• _PROVIDED RECORDS_:
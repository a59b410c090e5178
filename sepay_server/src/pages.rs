//! Server-rendered HTML pages: the order form and the payment page.
//!
//! Pages are plain HTML templates with `{{placeholder}}` markers. Every value is HTML-escaped before it is inserted.
use std::collections::HashMap;

use log::warn;
use sepay_engine::db_types::Order;

use crate::config::PaymentPageConfig;

const LAYOUT: &str = include_str!("./templates/layout.html");
const INDEX: &str = include_str!("./templates/index.html");
const ORDER: &str = include_str!("./templates/order.html");
const NOT_FOUND: &str = include_str!("./templates/not_found.html");

const PAGE_TITLE: &str = "SePay Demo";
const QR_CODE_BASE_URL: &str = "https://qr.sepay.vn/img";
const BANK_LOGO_BASE_URL: &str = "https://qr.sepay.vn/assets/img/banklogo";

/// The amount the order form is pre-filled with.
pub const DEFAULT_ORDER_TOTAL: i64 = 3000;

pub fn render_index() -> String {
    let body = fill_template(INDEX, &[("default_total", DEFAULT_ORDER_TOTAL.to_string())]);
    render_layout(PAGE_TITLE, &body)
}

pub fn render_not_found() -> String {
    render_layout(PAGE_TITLE, NOT_FOUND)
}

pub fn render_order_page(order: &Order, config: &PaymentPageConfig) -> String {
    let (paid_display, unpaid_display) = if order.is_paid() { ("block", "none") } else { ("none", "block") };
    let body = fill_template(ORDER, &[
        ("order_id", order.id.value().to_string()),
        ("reference", order.id.reference()),
        ("product_name", order.name.clone()),
        ("amount", order.total.to_string()),
        ("payment_status", order.payment_status.to_string()),
        ("paid_display", paid_display.to_string()),
        ("unpaid_display", unpaid_display.to_string()),
        ("qr_code_url", qr_code_url(order, config)),
        ("bank_logo_url", bank_logo_url(&config.bank_code)),
        ("bank_code", config.bank_code.clone()),
        ("account_name", config.account_name.clone()),
        ("account_number", config.account_number.clone()),
        ("poll_interval_ms", config.poll_interval.as_millis().to_string()),
    ]);
    render_layout(&format!("{PAGE_TITLE} | {}", order.id.reference()), &body)
}

/// The SePay QR code image for a transfer that pays the given order.
pub fn qr_code_url(order: &Order, config: &PaymentPageConfig) -> String {
    format!(
        "{QR_CODE_BASE_URL}?bank={}&acc={}&template=compact&amount={}&des={}",
        urlencoding::encode(&config.bank_code),
        urlencoding::encode(&config.account_number),
        order.total.value(),
        urlencoding::encode(&order.id.reference())
    )
}

pub fn bank_logo_url(bank_code: &str) -> String {
    format!("{BANK_LOGO_BASE_URL}/{}.png", urlencoding::encode(bank_code))
}

fn render_layout(title: &str, body: &str) -> String {
    let mut values = HashMap::new();
    values.insert("title", escape_html(title));
    values.insert("body", body.to_string());
    substitute(LAYOUT, &values)
}

/// Replaces every `{{key}}` in `template` with the HTML-escaped value for `key`.
fn fill_template(template: &str, values: &[(&str, String)]) -> String {
    let values = values.iter().map(|(k, v)| (*k, escape_html(v))).collect::<HashMap<_, _>>();
    substitute(template, &values)
}

// Single pass, so that substituted values are never themselves treated as placeholders.
fn substitute(template: &str, values: &HashMap<&str, String>) -> String {
    let mut result = String::with_capacity(template.len());
    let mut rest = template;
    while let Some(start) = rest.find("{{") {
        result.push_str(&rest[..start]);
        let after = &rest[start + 2..];
        let Some(end) = after.find("}}") else {
            result.push_str(&rest[start..]);
            return result;
        };
        let key = after[..end].trim();
        match values.get(key) {
            Some(value) => result.push_str(value),
            None => warn!("💻️ No value for template placeholder '{key}'"),
        }
        rest = &after[end + 2..];
    }
    result.push_str(rest);
    result
}

pub fn escape_html(s: &str) -> String {
    let mut result = String::with_capacity(s.len());
    for c in s.chars() {
        match c {
            '&' => result.push_str("&amp;"),
            '<' => result.push_str("&lt;"),
            '>' => result.push_str("&gt;"),
            '"' => result.push_str("&quot;"),
            '\'' => result.push_str("&#39;"),
            c => result.push(c),
        }
    }
    result
}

• _YOUR GOAL_: The expected output is exactly the lines of the listing above between the line holding "pub const DEFAULT_ORDER_TOTAL: i64 = 3000;" and the line holding "render_order_page(order: &Order, config: &PaymentPageConfig)", inclusive.

• _TASK SOLUTION_:
pub const DEFAULT_ORDER_TOTAL: i64 = 3000;

pub fn render_index() -> String {
    let body = fill_template(INDEX, &[("default_total", DEFAULT_ORDER_TOTAL.to_string())]);
    render_layout(PAGE_TITLE, &body)
}

pub fn render_not_found() -> String {
    render_layout(PAGE_TITLE, NOT_FOUND)
}

pub fn render_order_page(order: &Order, config: &PaymentPageConfig) -> String {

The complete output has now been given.